═══ Provided material ═══

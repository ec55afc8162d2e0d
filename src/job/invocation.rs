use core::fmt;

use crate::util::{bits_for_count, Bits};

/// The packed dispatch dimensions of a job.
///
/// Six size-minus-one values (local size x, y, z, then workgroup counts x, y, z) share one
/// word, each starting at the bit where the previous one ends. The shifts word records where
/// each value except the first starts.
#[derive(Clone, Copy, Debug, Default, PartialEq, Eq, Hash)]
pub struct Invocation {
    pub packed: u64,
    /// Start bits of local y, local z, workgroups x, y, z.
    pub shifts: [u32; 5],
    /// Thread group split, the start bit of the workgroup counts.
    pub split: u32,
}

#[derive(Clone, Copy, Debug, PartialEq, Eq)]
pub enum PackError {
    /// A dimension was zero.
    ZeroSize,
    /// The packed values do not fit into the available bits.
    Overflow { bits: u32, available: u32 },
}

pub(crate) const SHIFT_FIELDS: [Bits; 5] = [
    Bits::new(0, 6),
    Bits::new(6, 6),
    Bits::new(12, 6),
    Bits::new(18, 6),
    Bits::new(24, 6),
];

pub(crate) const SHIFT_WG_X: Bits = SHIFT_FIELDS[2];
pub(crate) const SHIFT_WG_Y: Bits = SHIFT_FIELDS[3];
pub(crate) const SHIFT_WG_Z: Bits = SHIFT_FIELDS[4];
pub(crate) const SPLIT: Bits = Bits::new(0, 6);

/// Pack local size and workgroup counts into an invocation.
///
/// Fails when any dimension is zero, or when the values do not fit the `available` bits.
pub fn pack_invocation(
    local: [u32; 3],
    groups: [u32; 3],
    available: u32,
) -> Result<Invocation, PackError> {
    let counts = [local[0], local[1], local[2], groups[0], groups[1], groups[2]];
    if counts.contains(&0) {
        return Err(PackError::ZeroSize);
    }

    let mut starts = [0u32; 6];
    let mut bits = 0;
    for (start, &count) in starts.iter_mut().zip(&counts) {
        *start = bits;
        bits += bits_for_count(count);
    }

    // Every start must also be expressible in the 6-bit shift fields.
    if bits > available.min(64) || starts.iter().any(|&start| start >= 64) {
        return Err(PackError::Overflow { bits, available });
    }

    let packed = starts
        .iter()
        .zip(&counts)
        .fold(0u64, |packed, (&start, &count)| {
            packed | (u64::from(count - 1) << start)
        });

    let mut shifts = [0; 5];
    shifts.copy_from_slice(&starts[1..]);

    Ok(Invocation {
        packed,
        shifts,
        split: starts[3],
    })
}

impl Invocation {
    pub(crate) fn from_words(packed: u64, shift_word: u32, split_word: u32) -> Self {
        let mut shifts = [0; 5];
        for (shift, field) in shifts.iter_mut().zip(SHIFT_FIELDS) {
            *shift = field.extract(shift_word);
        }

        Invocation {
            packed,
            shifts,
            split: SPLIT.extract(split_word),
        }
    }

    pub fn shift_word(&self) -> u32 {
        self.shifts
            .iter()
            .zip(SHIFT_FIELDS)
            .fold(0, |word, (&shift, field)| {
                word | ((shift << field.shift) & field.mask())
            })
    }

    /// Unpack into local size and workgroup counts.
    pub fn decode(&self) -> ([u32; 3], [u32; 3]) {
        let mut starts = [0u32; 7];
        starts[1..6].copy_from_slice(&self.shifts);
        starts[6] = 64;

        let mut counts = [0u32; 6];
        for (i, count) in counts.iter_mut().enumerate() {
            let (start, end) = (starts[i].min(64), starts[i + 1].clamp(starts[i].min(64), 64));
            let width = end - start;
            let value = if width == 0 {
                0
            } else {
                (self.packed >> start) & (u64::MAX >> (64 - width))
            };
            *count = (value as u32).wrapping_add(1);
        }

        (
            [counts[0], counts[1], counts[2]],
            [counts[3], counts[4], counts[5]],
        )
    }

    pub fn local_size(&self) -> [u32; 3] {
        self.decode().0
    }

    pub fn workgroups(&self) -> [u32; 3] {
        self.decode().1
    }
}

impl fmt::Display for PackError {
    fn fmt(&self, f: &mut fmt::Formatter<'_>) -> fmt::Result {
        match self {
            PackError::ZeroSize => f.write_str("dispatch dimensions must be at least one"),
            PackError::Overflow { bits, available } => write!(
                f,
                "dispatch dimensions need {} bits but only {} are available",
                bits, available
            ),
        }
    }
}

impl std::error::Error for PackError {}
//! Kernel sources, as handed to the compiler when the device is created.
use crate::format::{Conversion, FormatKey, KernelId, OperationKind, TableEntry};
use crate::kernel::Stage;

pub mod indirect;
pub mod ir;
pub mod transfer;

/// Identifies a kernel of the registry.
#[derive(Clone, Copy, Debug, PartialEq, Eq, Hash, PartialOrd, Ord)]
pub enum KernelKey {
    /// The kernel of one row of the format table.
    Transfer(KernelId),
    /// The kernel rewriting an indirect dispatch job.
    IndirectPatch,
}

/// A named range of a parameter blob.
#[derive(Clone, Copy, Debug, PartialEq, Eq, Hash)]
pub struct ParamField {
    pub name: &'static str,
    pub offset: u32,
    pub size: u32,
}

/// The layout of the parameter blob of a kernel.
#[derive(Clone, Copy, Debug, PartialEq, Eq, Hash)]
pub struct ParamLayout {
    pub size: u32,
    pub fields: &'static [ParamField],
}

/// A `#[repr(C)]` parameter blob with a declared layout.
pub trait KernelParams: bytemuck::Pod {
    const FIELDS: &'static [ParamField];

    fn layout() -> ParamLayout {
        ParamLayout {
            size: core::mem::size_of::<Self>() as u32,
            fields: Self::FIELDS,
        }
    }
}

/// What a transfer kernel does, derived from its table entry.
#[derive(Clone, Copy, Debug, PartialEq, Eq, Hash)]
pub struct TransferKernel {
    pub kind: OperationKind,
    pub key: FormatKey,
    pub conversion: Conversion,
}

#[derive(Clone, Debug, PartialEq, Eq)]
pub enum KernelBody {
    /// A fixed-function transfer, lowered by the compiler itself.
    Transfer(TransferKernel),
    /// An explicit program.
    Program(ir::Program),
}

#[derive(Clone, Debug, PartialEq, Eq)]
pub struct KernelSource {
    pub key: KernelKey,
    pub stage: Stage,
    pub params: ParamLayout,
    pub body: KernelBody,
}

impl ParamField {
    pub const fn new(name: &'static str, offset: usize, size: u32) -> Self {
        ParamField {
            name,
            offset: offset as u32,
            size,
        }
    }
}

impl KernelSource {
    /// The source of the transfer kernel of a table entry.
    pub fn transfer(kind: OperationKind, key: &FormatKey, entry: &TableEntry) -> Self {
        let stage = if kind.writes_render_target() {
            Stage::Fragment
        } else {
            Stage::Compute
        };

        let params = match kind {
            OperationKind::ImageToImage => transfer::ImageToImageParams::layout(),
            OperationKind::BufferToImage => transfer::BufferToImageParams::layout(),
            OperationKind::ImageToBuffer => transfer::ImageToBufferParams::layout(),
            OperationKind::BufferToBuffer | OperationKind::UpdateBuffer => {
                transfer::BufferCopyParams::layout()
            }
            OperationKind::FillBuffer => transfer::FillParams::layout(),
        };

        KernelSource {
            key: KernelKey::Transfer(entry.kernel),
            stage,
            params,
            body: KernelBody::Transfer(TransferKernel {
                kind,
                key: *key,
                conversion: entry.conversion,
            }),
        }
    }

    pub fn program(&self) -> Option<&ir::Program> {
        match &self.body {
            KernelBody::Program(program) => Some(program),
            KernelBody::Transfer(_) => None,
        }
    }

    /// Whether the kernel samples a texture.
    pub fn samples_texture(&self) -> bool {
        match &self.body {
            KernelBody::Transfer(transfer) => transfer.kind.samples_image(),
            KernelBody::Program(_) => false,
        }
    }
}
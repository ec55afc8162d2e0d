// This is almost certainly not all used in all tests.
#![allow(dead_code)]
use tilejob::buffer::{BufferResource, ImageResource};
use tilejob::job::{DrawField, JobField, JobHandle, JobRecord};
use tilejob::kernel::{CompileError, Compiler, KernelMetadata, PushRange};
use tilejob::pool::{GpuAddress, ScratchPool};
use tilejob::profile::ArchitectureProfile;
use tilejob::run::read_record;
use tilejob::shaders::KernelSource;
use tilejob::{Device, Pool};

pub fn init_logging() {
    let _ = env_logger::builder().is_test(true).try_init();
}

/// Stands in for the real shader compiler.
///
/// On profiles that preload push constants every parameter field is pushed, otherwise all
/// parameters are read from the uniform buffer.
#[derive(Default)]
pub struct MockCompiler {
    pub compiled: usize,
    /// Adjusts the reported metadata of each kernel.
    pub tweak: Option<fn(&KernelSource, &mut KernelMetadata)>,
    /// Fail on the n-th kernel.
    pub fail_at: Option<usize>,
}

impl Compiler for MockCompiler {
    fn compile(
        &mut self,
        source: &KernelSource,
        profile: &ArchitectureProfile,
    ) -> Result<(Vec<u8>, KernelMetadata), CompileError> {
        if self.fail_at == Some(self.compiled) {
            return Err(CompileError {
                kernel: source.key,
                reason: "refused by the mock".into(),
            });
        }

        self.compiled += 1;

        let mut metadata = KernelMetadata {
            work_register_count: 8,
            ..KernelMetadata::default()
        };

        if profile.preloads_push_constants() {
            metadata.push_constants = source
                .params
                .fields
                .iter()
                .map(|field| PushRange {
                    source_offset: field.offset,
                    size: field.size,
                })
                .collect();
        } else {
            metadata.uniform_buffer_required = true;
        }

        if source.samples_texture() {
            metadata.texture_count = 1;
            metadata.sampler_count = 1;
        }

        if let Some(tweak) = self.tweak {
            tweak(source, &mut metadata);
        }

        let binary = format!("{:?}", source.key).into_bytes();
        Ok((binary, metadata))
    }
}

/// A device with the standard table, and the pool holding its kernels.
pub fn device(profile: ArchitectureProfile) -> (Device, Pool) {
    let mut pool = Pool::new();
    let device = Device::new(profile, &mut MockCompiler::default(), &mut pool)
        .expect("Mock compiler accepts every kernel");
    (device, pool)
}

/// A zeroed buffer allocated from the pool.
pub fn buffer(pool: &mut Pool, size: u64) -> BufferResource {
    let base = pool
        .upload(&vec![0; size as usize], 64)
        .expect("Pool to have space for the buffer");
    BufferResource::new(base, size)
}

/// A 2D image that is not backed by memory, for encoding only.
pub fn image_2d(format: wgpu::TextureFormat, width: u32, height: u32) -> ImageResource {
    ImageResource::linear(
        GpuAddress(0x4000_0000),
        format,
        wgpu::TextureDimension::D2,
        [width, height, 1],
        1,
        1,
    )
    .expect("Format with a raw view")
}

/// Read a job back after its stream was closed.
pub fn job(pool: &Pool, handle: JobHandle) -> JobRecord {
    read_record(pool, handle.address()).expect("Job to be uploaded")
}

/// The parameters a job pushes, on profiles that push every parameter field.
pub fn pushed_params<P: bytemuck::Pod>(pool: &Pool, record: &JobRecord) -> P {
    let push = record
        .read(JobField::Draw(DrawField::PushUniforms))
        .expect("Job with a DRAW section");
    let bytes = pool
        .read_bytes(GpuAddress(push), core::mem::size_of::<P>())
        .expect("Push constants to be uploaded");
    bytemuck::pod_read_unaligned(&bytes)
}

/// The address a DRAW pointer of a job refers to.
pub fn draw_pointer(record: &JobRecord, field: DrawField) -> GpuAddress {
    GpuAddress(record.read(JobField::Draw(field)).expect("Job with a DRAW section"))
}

═══

» **Work instruction**: Every line from the one containing "pub fn job(pool: &Pool, handle: JobHandle)" to the end of the entries must be set down exactly, with none omitted and none added.

» **Your response**:
pub fn job(pool: &Pool, handle: JobHandle) -> JobRecord {
    read_record(pool, handle.address()).expect("Job to be uploaded")
}

/// The parameters a job pushes, on profiles that push every parameter field.
pub fn pushed_params<P: bytemuck::Pod>(pool: &Pool, record: &JobRecord) -> P {
    let push = record
        .read(JobField::Draw(DrawField::PushUniforms))
        .expect("Job with a DRAW section");
    let bytes = pool
        .read_bytes(GpuAddress(push), core::mem::size_of::<P>())
        .expect("Push constants to be uploaded");
    bytemuck::pod_read_unaligned(&bytes)
}

/// The address a DRAW pointer of a job refers to.
pub fn draw_pointer(record: &JobRecord, field: DrawField) -> GpuAddress {
    GpuAddress(record.read(JobField::Draw(field)).expect("Job with a DRAW section"))
}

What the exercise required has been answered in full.